In virtually all tropical habitats, the most abundant flower visitors are bees, in particular the eusocial corbiculate bees: the stingless bees (Apidae, Meliponini), bumble bees (Apidae, Bombini), and honey bees (Apidae, Apini) (Roubik 1989; Bawa 1990; Biesmeijer and Slaa 2006). In contrast to solitary insects, which collect food for their individual and direct fitness, foragers of social insect colonies gather food to guarantee the successful rearing of the brood and to satisfy the energetic demands of all non-foraging colony members (Wilson 1971; Michener 1974; Jarau and Hrncir 2009).
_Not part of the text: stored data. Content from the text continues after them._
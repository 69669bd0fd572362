//! Domain message types, decoupled from the Telegram wire format.

/// A single chat message as seen by the relay.
#[derive(Debug, Clone)]
pub struct ChatMessage {
    /// Message ID, unique within the chat it arrived in.
    pub message_id: i64,
    /// Chat the message arrived in (negative = group, positive = DM).
    pub chat_id: i64,
    pub username: String,
    pub text: String,
    /// True for a one-on-one conversation with the bot.
    pub is_private: bool,
}

/// One inbound event from the platform.
///
/// `message` is `None` for service/status updates, which the relay skips.
#[derive(Debug, Clone)]
pub struct InboundUpdate {
    pub update_id: u32,
    pub message: Option<ChatMessage>,
}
The survival of a bee colony, therefore, largely depends upon the success of the foragers in collecting carbohydrates (usually nectar) and proteins (usually pollen). Both these food items are stored within the nest to insure a constant food supply, thus preventing potentially fatal colony-weakening during periods of resource scarcity.
Most stingless bees are generalist foragers, and even those species with a relatively low niche breath usually collect at a wide array of food plants (Wilms et al. 1996; Ramalho 2004; Biesmeijer and Slaa 2006). Thus, and due to the fact that tropical habitats are frequently shared by several dozen meliponine species, diet overlap in terms of food sources used is considerable. The generalised utilisation of common resources among stingless bees results in both interference and scramble competition between species, which reduces not only the foraging efficiency at food patches but also diminishes the pollen and nectar harvest of colonies (Johnson 1983; Johnson and Hubbell 1974; Roubik 1980; Roubik et al. 1986; Wilms and Wiechers 1997; Biesmeijer et al. 1999a; Nagamitsu and Inoue 2005; Maia-Silva et al. 2010a). Thus, selective pressure to maximise food collection led to the evolution of a rich variety of foraging strategies among meliponine bees that differ according to variation in different foraging-related traits, among them morphology, foraging strategy, aggressiveness, and recruitment efficiency (Lindauer and Kerr 1958; Johnson 1983; Roubik 1989; Biesmeijer et al. 1999a; Biesmeijer and Slaa 2004; Nieh 2004; Willmer and Stone 2004; Nagamitsu and Inoue 2005; Barth et al. 2008; Hrncir 2009; Jarau 2009). With the present chapter, we want to give a brief overview of some of this diversity found among stingless bees shaped by the competition for food.
2 Food Niches
If we want to understand the diet breath of stingless bees, why they collect at particular plant species while ignoring others, we need to differentiate between a species’ fundamental food niche and its realised food niche (Biesmeijer and Slaa 2006). The fundamental niche, on the one hand, is the ecological niche occupied by a species in the absence of competitors. Its breath is determined by both the morphological and physiological characteristics of the respective organism. A species’ realised niche, on the other hand, is determined through the interactions with other organisms and, thus, depends on the competitor-community of the respective habitat. In the following, we discuss some morphological traits, tongue length, body colour, and size, which putatively play a major role for the separation of fundamental food niches among stingless bees. Further, concerning the realised food niche, we discuss how differences in foraging strategy with regard to aggression, recruitment ability, and recruitment precision may influence dominance relationships at a feeding site and, thus, the partitioning of resources.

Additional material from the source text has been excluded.